───── ENTRIES SHOWN
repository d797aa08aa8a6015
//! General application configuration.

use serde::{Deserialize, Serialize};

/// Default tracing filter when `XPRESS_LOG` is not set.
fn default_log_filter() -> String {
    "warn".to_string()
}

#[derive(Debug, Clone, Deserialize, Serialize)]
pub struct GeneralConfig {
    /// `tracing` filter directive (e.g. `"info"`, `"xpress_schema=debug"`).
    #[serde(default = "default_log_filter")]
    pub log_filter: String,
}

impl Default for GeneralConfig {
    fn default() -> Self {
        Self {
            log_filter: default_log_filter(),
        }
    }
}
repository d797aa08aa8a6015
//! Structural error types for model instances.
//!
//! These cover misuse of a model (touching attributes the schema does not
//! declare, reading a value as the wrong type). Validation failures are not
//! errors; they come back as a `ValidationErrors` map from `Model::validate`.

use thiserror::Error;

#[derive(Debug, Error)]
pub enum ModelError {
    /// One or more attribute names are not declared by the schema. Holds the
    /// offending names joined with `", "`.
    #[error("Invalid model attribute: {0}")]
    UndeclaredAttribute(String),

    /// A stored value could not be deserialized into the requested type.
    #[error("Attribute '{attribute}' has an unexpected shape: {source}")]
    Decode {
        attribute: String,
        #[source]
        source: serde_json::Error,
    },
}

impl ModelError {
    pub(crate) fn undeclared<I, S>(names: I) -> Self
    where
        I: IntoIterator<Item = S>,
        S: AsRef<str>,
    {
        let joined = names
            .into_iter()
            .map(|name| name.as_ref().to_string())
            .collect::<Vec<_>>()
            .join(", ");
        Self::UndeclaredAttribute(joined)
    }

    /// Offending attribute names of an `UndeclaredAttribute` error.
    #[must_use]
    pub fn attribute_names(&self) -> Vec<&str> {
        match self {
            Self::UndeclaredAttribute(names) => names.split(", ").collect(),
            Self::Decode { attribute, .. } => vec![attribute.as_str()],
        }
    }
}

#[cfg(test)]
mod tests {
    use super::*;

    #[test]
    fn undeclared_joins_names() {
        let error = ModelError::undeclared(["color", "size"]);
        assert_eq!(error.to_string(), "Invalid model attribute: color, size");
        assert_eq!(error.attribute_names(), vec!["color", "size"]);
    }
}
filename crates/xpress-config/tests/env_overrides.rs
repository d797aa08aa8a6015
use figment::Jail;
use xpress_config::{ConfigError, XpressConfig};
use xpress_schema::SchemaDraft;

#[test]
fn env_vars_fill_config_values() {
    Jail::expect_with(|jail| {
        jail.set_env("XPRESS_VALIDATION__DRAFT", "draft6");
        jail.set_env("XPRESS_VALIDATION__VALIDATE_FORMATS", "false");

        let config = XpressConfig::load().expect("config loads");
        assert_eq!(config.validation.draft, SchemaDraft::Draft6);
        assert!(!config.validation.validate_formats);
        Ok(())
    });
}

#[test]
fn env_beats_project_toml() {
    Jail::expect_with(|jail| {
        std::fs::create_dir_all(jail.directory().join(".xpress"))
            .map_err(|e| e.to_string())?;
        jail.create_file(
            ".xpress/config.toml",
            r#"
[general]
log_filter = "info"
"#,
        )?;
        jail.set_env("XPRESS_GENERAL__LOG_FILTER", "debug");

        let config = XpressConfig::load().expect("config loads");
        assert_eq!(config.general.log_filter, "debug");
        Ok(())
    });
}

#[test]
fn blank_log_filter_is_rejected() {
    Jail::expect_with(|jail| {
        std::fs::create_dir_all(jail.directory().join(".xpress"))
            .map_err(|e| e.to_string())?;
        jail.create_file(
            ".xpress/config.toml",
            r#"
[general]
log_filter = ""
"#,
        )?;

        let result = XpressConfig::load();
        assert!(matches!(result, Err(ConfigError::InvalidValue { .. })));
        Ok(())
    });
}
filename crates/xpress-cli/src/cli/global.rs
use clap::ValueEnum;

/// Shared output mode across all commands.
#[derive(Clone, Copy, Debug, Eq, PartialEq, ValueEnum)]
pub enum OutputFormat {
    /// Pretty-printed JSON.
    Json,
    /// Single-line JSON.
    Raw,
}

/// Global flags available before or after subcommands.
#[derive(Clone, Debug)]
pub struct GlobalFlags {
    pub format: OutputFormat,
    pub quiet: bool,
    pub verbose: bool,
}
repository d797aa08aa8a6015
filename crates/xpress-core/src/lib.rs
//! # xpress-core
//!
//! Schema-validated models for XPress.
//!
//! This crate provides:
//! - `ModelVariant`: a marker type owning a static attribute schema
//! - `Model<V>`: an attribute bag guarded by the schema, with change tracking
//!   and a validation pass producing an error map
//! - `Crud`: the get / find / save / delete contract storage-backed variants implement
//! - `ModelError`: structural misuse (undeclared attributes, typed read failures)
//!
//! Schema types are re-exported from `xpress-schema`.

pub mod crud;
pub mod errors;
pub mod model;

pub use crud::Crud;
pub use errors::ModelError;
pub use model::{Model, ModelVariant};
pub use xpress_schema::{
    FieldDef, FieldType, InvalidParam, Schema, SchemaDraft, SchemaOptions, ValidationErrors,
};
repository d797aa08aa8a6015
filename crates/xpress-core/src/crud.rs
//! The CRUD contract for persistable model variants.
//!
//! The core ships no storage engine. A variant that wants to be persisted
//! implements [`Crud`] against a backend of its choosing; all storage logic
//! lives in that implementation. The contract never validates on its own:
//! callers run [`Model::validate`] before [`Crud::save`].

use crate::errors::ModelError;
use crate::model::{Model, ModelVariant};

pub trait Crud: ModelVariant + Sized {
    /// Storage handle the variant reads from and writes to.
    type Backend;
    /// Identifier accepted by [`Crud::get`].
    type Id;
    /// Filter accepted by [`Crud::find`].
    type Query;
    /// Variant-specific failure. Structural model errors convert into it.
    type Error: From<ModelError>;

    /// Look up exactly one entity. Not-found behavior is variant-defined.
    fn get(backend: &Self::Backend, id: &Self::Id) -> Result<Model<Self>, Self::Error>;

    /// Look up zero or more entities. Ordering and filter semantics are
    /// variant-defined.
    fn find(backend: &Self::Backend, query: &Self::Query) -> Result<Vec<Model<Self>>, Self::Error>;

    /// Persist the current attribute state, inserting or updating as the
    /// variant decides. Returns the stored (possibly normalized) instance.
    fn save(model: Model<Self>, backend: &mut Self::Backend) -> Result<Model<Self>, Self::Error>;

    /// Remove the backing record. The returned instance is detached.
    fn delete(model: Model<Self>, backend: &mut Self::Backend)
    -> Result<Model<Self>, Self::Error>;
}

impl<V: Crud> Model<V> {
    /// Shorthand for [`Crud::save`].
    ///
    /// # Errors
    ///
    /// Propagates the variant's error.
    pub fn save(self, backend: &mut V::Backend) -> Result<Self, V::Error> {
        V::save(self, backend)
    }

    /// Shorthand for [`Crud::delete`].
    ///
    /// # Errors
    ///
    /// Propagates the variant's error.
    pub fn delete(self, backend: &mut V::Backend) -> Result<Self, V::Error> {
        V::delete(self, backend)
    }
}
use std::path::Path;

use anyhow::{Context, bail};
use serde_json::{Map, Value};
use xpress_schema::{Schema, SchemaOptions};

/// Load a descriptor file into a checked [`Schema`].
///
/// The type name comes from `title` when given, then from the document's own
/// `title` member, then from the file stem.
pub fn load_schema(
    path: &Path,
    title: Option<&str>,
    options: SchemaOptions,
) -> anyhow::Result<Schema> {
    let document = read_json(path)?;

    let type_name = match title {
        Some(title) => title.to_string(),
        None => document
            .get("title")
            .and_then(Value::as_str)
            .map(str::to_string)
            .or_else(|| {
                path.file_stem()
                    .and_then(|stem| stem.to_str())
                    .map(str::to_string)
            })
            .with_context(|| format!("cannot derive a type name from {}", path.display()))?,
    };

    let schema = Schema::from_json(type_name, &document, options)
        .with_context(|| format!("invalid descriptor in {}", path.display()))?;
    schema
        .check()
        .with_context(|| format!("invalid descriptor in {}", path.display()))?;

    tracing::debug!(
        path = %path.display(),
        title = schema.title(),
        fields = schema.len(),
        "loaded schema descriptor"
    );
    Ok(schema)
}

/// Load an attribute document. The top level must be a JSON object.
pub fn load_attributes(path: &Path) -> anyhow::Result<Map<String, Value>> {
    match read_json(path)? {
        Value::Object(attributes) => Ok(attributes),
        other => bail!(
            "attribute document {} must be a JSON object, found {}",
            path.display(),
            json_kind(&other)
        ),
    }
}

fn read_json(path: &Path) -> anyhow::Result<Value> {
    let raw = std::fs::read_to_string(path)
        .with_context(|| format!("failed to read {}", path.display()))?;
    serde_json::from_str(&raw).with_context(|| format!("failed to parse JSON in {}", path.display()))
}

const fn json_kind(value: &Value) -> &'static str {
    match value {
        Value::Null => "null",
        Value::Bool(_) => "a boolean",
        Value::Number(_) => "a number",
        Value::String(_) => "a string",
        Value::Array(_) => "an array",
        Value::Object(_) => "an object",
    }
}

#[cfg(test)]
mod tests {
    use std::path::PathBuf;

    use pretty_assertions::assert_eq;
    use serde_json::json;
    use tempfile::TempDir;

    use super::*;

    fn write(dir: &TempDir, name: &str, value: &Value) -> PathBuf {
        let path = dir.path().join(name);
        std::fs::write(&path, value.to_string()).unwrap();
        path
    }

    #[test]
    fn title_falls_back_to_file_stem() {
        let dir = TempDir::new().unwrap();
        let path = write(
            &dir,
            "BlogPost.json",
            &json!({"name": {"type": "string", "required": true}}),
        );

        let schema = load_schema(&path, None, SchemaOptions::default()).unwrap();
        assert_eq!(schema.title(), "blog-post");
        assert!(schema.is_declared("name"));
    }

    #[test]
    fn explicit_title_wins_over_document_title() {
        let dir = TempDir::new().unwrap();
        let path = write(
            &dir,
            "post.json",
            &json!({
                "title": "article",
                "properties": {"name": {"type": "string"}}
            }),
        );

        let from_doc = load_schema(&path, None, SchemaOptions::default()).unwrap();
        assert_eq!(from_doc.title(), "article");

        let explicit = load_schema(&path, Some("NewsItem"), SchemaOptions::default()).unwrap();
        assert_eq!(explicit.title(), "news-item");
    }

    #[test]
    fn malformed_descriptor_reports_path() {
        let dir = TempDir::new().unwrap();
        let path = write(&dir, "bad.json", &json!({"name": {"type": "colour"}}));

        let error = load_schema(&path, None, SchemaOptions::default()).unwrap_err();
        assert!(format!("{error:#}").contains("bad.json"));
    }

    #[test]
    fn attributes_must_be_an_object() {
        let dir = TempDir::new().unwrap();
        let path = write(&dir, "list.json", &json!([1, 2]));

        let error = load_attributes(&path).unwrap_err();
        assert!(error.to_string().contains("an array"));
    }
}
──────────
- EXERCISE PROMPT -
Without changing anything, quote the lines from the top of the data to the line that contains "filter directive (e.g.", including that line.

- RESPONSE TO THIS TASK -
repository d797aa08aa8a6015
//! General application configuration.

use serde::{Deserialize, Serialize};

/// Default tracing filter when `XPRESS_LOG` is not set.
fn default_log_filter() -> String {
    "warn".to_string()
}

#[derive(Debug, Clone, Deserialize, Serialize)]
pub struct GeneralConfig {
    /// `tracing` filter directive (e.g. `"info"`, `"xpress_schema=debug"`).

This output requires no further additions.